Could you copy every line from the material below in which "true" appears?
-*-
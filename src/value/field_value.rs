use serde::{Deserialize, Deserializer, Serialize, Serializer};

use crate::value::special::SENTINEL_MARKER;

/// A field that holds either a plain value or a write-time sentinel.
///
/// Reads always produce [`FieldValue::Value`]: the backend resolves sentinels
/// when it applies the write, so a server date comes back as the timestamp it
/// was resolved to.
///
/// ```
/// use serde::{Deserialize, Serialize};
/// use typed_firestore::{FieldValue, Timestamp};
///
/// #[derive(Serialize, Deserialize)]
/// struct Post {
///     text: String,
///     date: FieldValue<Timestamp>,
///     likes: FieldValue<i64>,
/// }
///
/// let post = Post {
///     text: "Hello!".into(),
///     date: FieldValue::ServerDate,
///     likes: FieldValue::Increment(1),
/// };
/// # let _ = post;
/// ```
#[derive(Clone, Debug, PartialEq)]
pub enum FieldValue<T> {
    Value(T),
    /// The commit time of the write, assigned by the server.
    ServerDate,
    /// Adds the operand to the current numeric value (missing counts as 0).
    Increment(T),
    /// Appends the elements of the operand array that are not present yet.
    ArrayUnion(T),
    /// Removes every occurrence of the operand array's elements.
    ArrayRemove(T),
    /// Deletes the field. Only valid in updates and merges.
    Delete,
}

impl<T> FieldValue<T> {
    pub fn value(&self) -> Option<&T> {
        match self {
            FieldValue::Value(value) => Some(value),
            _ => None,
        }
    }

    pub fn into_value(self) -> Option<T> {
        match self {
            FieldValue::Value(value) => Some(value),
            _ => None,
        }
    }

    pub fn is_sentinel(&self) -> bool {
        !matches!(self, FieldValue::Value(_))
    }
}

impl<T> From<T> for FieldValue<T> {
    fn from(value: T) -> Self {
        FieldValue::Value(value)
    }
}

/// Shorthand for [`FieldValue::ServerDate`].
pub fn server_date<T>() -> FieldValue<T> {
    FieldValue::ServerDate
}

impl<T: Serialize> Serialize for FieldValue<T> {
    fn serialize<S: Serializer>(&self, serializer: S) -> Result<S::Ok, S::Error> {
        let (op, operand) = match self {
            FieldValue::Value(value) => return value.serialize(serializer),
            FieldValue::ServerDate => ("serverDate", None),
            FieldValue::Increment(operand) => ("increment", Some(operand)),
            FieldValue::ArrayUnion(operand) => ("arrayUnion", Some(operand)),
            FieldValue::ArrayRemove(operand) => ("arrayRemove", Some(operand)),
            FieldValue::Delete => ("delete", None),
        };
        serializer.serialize_newtype_struct(SENTINEL_MARKER, &(op, operand))
    }
}

impl<'de, T: Deserialize<'de>> Deserialize<'de> for FieldValue<T> {
    fn deserialize<D: Deserializer<'de>>(deserializer: D) -> Result<Self, D::Error> {
        T::deserialize(deserializer).map(FieldValue::Value)
    }
}
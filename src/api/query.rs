use serde::de::DeserializeOwned;
use serde::Serialize;

use crate::adaptor::adaptor;
use crate::adaptor::query::{Bound, FieldFilter, LimitType, OrderBy, QueryDefinition};
use crate::api::doc::Doc;
use crate::api::reference::Collection;
use crate::error::{invalid_argument, DbResult};
use crate::model::{DocumentKey, FieldPath, IntoFieldPath, ResourcePath};
use crate::value::{to_native_value, Value, ValueKind};

pub use crate::adaptor::query::{FilterOperator, OrderDirection};

/// Field path addressing the document id. Filter and cursor values on it may
/// be plain ids; they are turned into references to the queried collection.
pub fn doc_id() -> FieldPath {
    FieldPath::document_id()
}

#[derive(Clone, Debug)]
struct Cursor {
    values: Vec<Value>,
    inclusive: bool,
}

/// Typed query constraints, run with [`query`].
///
/// ```
/// use typed_firestore::{FilterOperator, OrderDirection, Query};
///
/// let adults = Query::new()
///     .where_("age", FilterOperator::GreaterThanOrEqual, 18)?
///     .order_by("age", OrderDirection::Descending)?
///     .limit(10);
/// # Ok::<(), typed_firestore::DbError>(())
/// ```
#[derive(Clone, Debug, Default)]
pub struct Query {
    filters: Vec<(FieldPath, FilterOperator, Value)>,
    order_by: Vec<OrderBy>,
    limit: Option<(u32, LimitType)>,
    start: Option<Cursor>,
    end: Option<Cursor>,
}

impl Query {
    pub fn new() -> Self {
        Self::default()
    }

    pub fn where_<V: Serialize>(
        mut self,
        field: impl IntoFieldPath,
        operator: FilterOperator,
        value: V,
    ) -> DbResult<Self> {
        let field = field.into_field_path()?;
        self.filters.push((field, operator, to_native_value(&value)?));
        Ok(self)
    }

    pub fn order_by(mut self, field: impl IntoFieldPath, direction: OrderDirection) -> DbResult<Self> {
        self.order_by.push(OrderBy::new(field.into_field_path()?, direction));
        Ok(self)
    }

    pub fn limit(mut self, limit: u32) -> Self {
        self.limit = Some((limit, LimitType::First));
        self
    }

    /// Keeps the last `limit` results. Requires an explicit `order_by`.
    pub fn limit_to_last(mut self, limit: u32) -> Self {
        self.limit = Some((limit, LimitType::Last));
        self
    }

    /// Starts at the given position in the order. A tuple positions on
    /// several order fields at once.
    pub fn start_at<V: Serialize>(mut self, position: V) -> DbResult<Self> {
        self.start = Some(cursor(&position, true)?);
        Ok(self)
    }

    pub fn start_after<V: Serialize>(mut self, position: V) -> DbResult<Self> {
        self.start = Some(cursor(&position, false)?);
        Ok(self)
    }

    pub fn end_at<V: Serialize>(mut self, position: V) -> DbResult<Self> {
        self.end = Some(cursor(&position, true)?);
        Ok(self)
    }

    pub fn end_before<V: Serialize>(mut self, position: V) -> DbResult<Self> {
        self.end = Some(cursor(&position, false)?);
        Ok(self)
    }

    /// Resolves the constraints against `collection` into a native query.
    pub(crate) fn into_definition(self, collection: &ResourcePath) -> DbResult<QueryDefinition> {
        let mut definition = QueryDefinition::new(collection.clone())?;
        for (field, operator, value) in self.filters {
            let value = if field.is_document_id() {
                id_values_to_references(collection, value)?
            } else {
                value
            };
            definition = definition.with_filter(FieldFilter::new(field, operator, value)?);
        }
        for order in self.order_by {
            definition = definition.with_order_by(order);
        }
        if let Some((limit, limit_type)) = self.limit {
            if limit_type == LimitType::Last && definition.explicit_order_by().is_empty() {
                return Err(invalid_argument(
                    "limit_to_last() queries require at least one order_by() clause",
                ));
            }
            definition = definition.with_limit(limit, limit_type);
        }

        let order = definition.result_order_by();
        if let Some(start) = self.start {
            definition = definition.with_start_at(bound(collection, &order, start)?);
        }
        if let Some(end) = self.end {
            definition = definition.with_end_at(bound(collection, &order, end)?);
        }
        Ok(definition)
    }
}

fn cursor<V: Serialize>(position: &V, inclusive: bool) -> DbResult<Cursor> {
    let values = match to_native_value(position)?.into_kind() {
        ValueKind::Array(values) => values,
        kind => vec![Value::from(kind)],
    };
    if values.is_empty() {
        return Err(invalid_argument("A query cursor needs at least one value"));
    }
    Ok(Cursor { values, inclusive })
}

fn bound(collection: &ResourcePath, order: &[OrderBy], cursor: Cursor) -> DbResult<Bound> {
    if cursor.values.len() > order.len() {
        return Err(invalid_argument(
            "Too many cursor values: a cursor can only position on the ordered fields",
        ));
    }
    let values = cursor
        .values
        .into_iter()
        .zip(order)
        .map(|(value, order)| {
            if order.field().is_document_id() {
                id_to_reference(collection, value)
            } else {
                Ok(value)
            }
        })
        .collect::<DbResult<Vec<_>>>()?;
    Ok(Bound::new(values, cursor.inclusive))
}

fn id_values_to_references(collection: &ResourcePath, value: Value) -> DbResult<Value> {
    match value.into_kind() {
        ValueKind::Array(values) => Ok(Value::from_array(
            values
                .into_iter()
                .map(|value| id_to_reference(collection, value))
                .collect::<DbResult<Vec<_>>>()?,
        )),
        kind => id_to_reference(collection, Value::from(kind)),
    }
}

fn id_to_reference(collection: &ResourcePath, value: Value) -> DbResult<Value> {
    match value.into_kind() {
        ValueKind::String(id) => {
            if id.contains('/') {
                return Err(invalid_argument(format!(
                    "Document id filters take a plain id, got '{id}'"
                )));
            }
            Ok(Value::from_reference(DocumentKey::from_path(collection.child(id))?))
        }
        kind @ ValueKind::Reference(_) => Ok(Value::from(kind)),
        _ => Err(invalid_argument(
            "Document id filters and cursors take document ids or references",
        )),
    }
}

/// Runs `constraints` against `collection`.
pub async fn query<T: DeserializeOwned>(collection: &Collection<T>, constraints: Query) -> DbResult<Vec<Doc<T>>> {
    let definition = constraints.into_definition(collection.path())?;
    let adaptor = adaptor().await?;
    let snapshots = adaptor.datastore().run_query(&definition).await?;
    let mut docs = Vec::with_capacity(snapshots.len());
    for snapshot in snapshots {
        if let Some(doc) = Doc::from_snapshot(&adaptor, snapshot)? {
            docs.push(doc);
        }
    }
    Ok(docs)
}

/// Every document of `collection`, in document id order.
pub async fn all<T: DeserializeOwned>(collection: &Collection<T>) -> DbResult<Vec<Doc<T>>> {
    query(collection, Query::new()).await
}

#[cfg(test)]
mod tests {
    use super::*;
    use crate::error::DbErrorCode;

    fn users() -> ResourcePath {
        ResourcePath::parse("users").unwrap()
    }

    #[test]
    fn document_id_filters_become_references() {
        let definition = Query::new()
            .where_(doc_id(), FilterOperator::In, ["a", "b"])
            .unwrap()
            .into_definition(&users())
            .unwrap();
        let filter = &definition.filters()[0];
        assert_eq!(
            filter.value(),
            &Value::from_array(vec![
                Value::from_reference(DocumentKey::parse("users/a").unwrap()),
                Value::from_reference(DocumentKey::parse("users/b").unwrap()),
            ])
        );
    }

    #[test]
    fn cursors_follow_the_result_order() {
        let definition = Query::new()
            .order_by("age", OrderDirection::Ascending)
            .unwrap()
            .start_after((30, "sasha"))
            .unwrap()
            .into_definition(&users())
            .unwrap();
        let start = definition.start_at().unwrap();
        assert!(!start.inclusive());
        assert_eq!(
            start.values(),
            &[
                Value::from_integer(30),
                Value::from_reference(DocumentKey::parse("users/sasha").unwrap()),
            ]
        );
    }

    #[test]
    fn limit_to_last_needs_an_order() {
        let err = Query::new()
            .limit_to_last(2)
            .into_definition(&users())
            .unwrap_err();
        assert_eq!(err.code, DbErrorCode::InvalidArgument);
    }

    #[test]
    fn cursors_cannot_exceed_the_order() {
        let err = Query::new()
            .start_at((1, 2, 3))
            .unwrap()
            .into_definition(&users())
            .unwrap_err();
        assert_eq!(err.code, DbErrorCode::InvalidArgument);
    }
}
-*-
ANSWER SPACE:
        self.start = Some(cursor(&position, true)?);
        self.end = Some(cursor(&position, true)?);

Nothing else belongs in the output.